I’ve discovered just how important it is to maintain a healthy perspective of my suffering and trials while in the midst of them. If my mind is not right, my emotions quickly follow. Believing “holy lies” like God is in control, God causes all things, or God will never give you more than you can handle is mentally, emotionally, and spiritually destructive. When suffering strikes, it’s easy to believe these lies because we are desperate to believe that someone (God, for instance) is controlling or sending all the chaos, evil, and pain. It may be comforting, but it’s not true because God is not the author of evil. I can’t stress this point enough. God is not the author of evil.
In order to find a healthy perspective in the midst of overwhelming hardship, I’ve had to understand that there are four primary reasons for suffering: discipleship, discipline, disengagement, and disaster. The four disses. (See what I did there?) While I typically hate alliteration, this scheme seemed to work pretty well, so against my better judgment I’m sticking with it!

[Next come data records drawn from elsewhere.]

//! # Constant Manager
//!
//! Constant data is interned by type and value. Floating point values are
//! keyed on their bit patterns, so `-0.0` and `0.0` are distinct constants and
//! hashing agrees with equality.

use std::fmt;
use std::ops::Index;

use index_vec::IndexVec;
use rustc_hash::FxHashMap;

use crate::types::ScalarKind;
use crate::{ConstantId, TypeId};

/// A scalar literal
#[derive(Debug, Clone, Copy, PartialEq, Eq, Hash)]
pub enum Scalar {
    Bool(bool),
    I32(i32),
    U32(u32),
    /// Bit pattern of an `f32`
    F32(u32),
    /// Bit pattern of the `f32` widening of an `f16`
    F16(u32),
}

impl Scalar {
    pub fn f32(value: f32) -> Self {
        Self::F32(value.to_bits())
    }

    /// Rounds `value` to the nearest `f16`
    pub fn f16(value: f32) -> Self {
        Self::F16(half::f16::from_f32(value).to_f32().to_bits())
    }

    pub const fn kind(self) -> ScalarKind {
        match self {
            Self::Bool(_) => ScalarKind::Bool,
            Self::I32(_) => ScalarKind::I32,
            Self::U32(_) => ScalarKind::U32,
            Self::F32(_) => ScalarKind::F32,
            Self::F16(_) => ScalarKind::F16,
        }
    }

    /// The zero value of a scalar kind
    pub const fn zero(kind: ScalarKind) -> Self {
        match kind {
            ScalarKind::Bool => Self::Bool(false),
            ScalarKind::I32 => Self::I32(0),
            ScalarKind::U32 => Self::U32(0),
            ScalarKind::F32 => Self::F32(0),
            ScalarKind::F16 => Self::F16(0),
        }
    }

    /// Widened to `i64` for integer and boolean literals
    pub const fn as_i64(self) -> Option<i64> {
        match self {
            Self::Bool(value) => Some(value as i64),
            Self::I32(value) => Some(value as i64),
            Self::U32(value) => Some(value as i64),
            Self::F32(_) | Self::F16(_) => None,
        }
    }

    pub fn as_f32(self) -> Option<f32> {
        match self {
            Self::F32(bits) | Self::F16(bits) => Some(f32::from_bits(bits)),
            _ => None,
        }
    }
}

impl fmt::Display for Scalar {
    fn fmt(&self, f: &mut fmt::Formatter<'_>) -> fmt::Result {
        match self {
            Self::Bool(value) => write!(f, "{value}"),
            Self::I32(value) => write!(f, "{value}i"),
            Self::U32(value) => write!(f, "{value}u"),
            Self::F32(bits) => write!(f, "{}f", FloatLiteral(f32::from_bits(*bits))),
            Self::F16(bits) => write!(f, "{}h", FloatLiteral(f32::from_bits(*bits))),
        }
    }
}

struct FloatLiteral(f32);

impl fmt::Display for FloatLiteral {
    fn fmt(&self, f: &mut fmt::Formatter<'_>) -> fmt::Result {
        let value = self.0;
        if value.is_finite() && value.fract() == 0.0 && value.abs() < 1e16 {
            write!(f, "{value:.1}")
        } else {
            write!(f, "{value:?}")
        }
    }
}

/// The payload of a constant
#[derive(Debug, Clone, PartialEq, Eq, Hash)]
pub enum ConstantValue {
    Scalar(Scalar),
    /// One constant per element, in order
    Composite(Vec<ConstantId>),
    /// Every element equal to `element`
    Splat { element: ConstantId, count: u32 },
    /// The zero value of the type
    Zero,
}

/// Typed constant data
#[derive(Debug, Clone, PartialEq, Eq, Hash)]
pub struct Constant {
    pub ty: TypeId,
    pub value: ConstantValue,
}

/// Interns constant data
#[derive(Debug, Clone, Default)]
pub struct ConstantManager {
    constants: IndexVec<ConstantId, Constant>,
    lookup: FxHashMap<Constant, ConstantId>,
}

impl ConstantManager {
    pub fn new() -> Self {
        Self::default()
    }

    /// Returns the canonical handle for `constant`, interning it on first request
    pub fn get(&mut self, constant: Constant) -> ConstantId {
        if let Some(&id) = self.lookup.get(&constant) {
            return id;
        }
        let id = self.constants.push(constant.clone());
        self.lookup.insert(constant, id);
        id
    }

    pub fn len(&self) -> usize {
        self.constants.len()
    }

    pub fn is_empty(&self) -> bool {
        self.constants.is_empty()
    }

    /// The scalar payload of a scalar constant
    pub fn as_scalar(&self, id: ConstantId) -> Option<Scalar> {
        match self.constants[id].value {
            ConstantValue::Scalar(scalar) => Some(scalar),
            _ => None,
        }
    }

    /// Calls `f` on every scalar leaf, returning whether all of them satisfy it.
    ///
    /// Zero constants are reported as `None`, since their leaves are not stored.
    pub fn all_scalars(&self, id: ConstantId, f: &mut impl FnMut(Option<Scalar>) -> bool) -> bool {
        match &self.constants[id].value {
            ConstantValue::Scalar(scalar) => f(Some(*scalar)),
            ConstantValue::Composite(elements) => {
                elements.iter().all(|element| self.all_scalars(*element, f))
            }
            ConstantValue::Splat { element, .. } => self.all_scalars(*element, f),
            ConstantValue::Zero => f(None),
        }
    }
}

impl Index<ConstantId> for ConstantManager {
    type Output = Constant;

    fn index(&self, id: ConstantId) -> &Constant {
        &self.constants[id]
    }
}

#[cfg(test)]
mod tests {
    use super::*;
    use crate::types::TypeManager;

    #[test]
    fn test_scalar_literals() {
        assert_eq!(Scalar::U32(0).to_string(), "0u");
        assert_eq!(Scalar::I32(-3).to_string(), "-3i");
        assert_eq!(Scalar::f32(2.0).to_string(), "2.0f");
        assert_eq!(Scalar::f32(0.5).to_string(), "0.5f");
        assert_eq!(Scalar::f16(1.0).to_string(), "1.0h");
        assert_eq!(Scalar::Bool(true).to_string(), "true");
    }

    #[test]
    fn test_interning_by_type_and_value() {
        let mut types = TypeManager::new();
        let u32 = types.u32();
        let i32 = types.i32();
        let mut constants = ConstantManager::new();

        let a = constants.get(Constant {
            ty: u32,
            value: ConstantValue::Scalar(Scalar::U32(1)),
        });
        let b = constants.get(Constant {
            ty: u32,
            value: ConstantValue::Scalar(Scalar::U32(1)),
        });
        let c = constants.get(Constant {
            ty: i32,
            value: ConstantValue::Scalar(Scalar::I32(1)),
        });
        assert_eq!(a, b);
        assert_ne!(a, c);
        assert_eq!(constants.len(), 2);
    }

    #[test]
    fn test_float_keyed_on_bits() {
        let mut types = TypeManager::new();
        let f32 = types.f32();
        let mut constants = ConstantManager::new();
        let zero = constants.get(Constant {
            ty: f32,
            value: ConstantValue::Scalar(Scalar::f32(0.0)),
        });
        let neg_zero = constants.get(Constant {
            ty: f32,
            value: ConstantValue::Scalar(Scalar::f32(-0.0)),
        });
        assert_ne!(zero, neg_zero);
    }

    #[test]
    fn test_f16_is_interned_after_rounding() {
        let mut types = TypeManager::new();
        let f16 = types.f16();
        let mut constants = ConstantManager::new();
        let a = constants.get(Constant {
            ty: f16,
            value: ConstantValue::Scalar(Scalar::f16(0.1)),
        });
        let b = constants.get(Constant {
            ty: f16,
            value: ConstantValue::Scalar(Scalar::f16(0.09999)),
        });
        assert_eq!(a, b);
        assert_eq!(
            constants.as_scalar(a).and_then(Scalar::as_f32),
            Some(0.099_975_586)
        );
        assert_ne!(Scalar::f16(0.1), Scalar::f16(0.1001));
    }

    #[test]
    fn test_all_scalars_walks_splats() {
        let mut types = TypeManager::new();
        let u32 = types.u32();
        let v3 = types.vec3(u32);
        let mut constants = ConstantManager::new();
        let one = constants.get(Constant {
            ty: u32,
            value: ConstantValue::Scalar(Scalar::U32(1)),
        });
        let splat = constants.get(Constant {
            ty: v3,
            value: ConstantValue::Splat {
                element: one,
                count: 3,
            },
        });
        assert!(constants.all_scalars(splat, &mut |s| s == Some(Scalar::U32(1))));
        assert!(!constants.all_scalars(splat, &mut |s| s == Some(Scalar::U32(0))));
    }
}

The New Testament promises suffering. The verses are too numerous to recount here, but the authors of the New Testament seemed to assume that suffering and discipleship go hand-in-hand. The question for us is how to discern which suffering is intended for discipleship.
I believe that all suffering, appropriately understood and faithfully persevered through, will make us more like Jesus. In that sense, all suffering creates the opportunity for discipleship. But there is a certain kind of suffering that is specifically intended as an act of discipleship. This is the suffering that comes from persecution on account of our faith in Jesus.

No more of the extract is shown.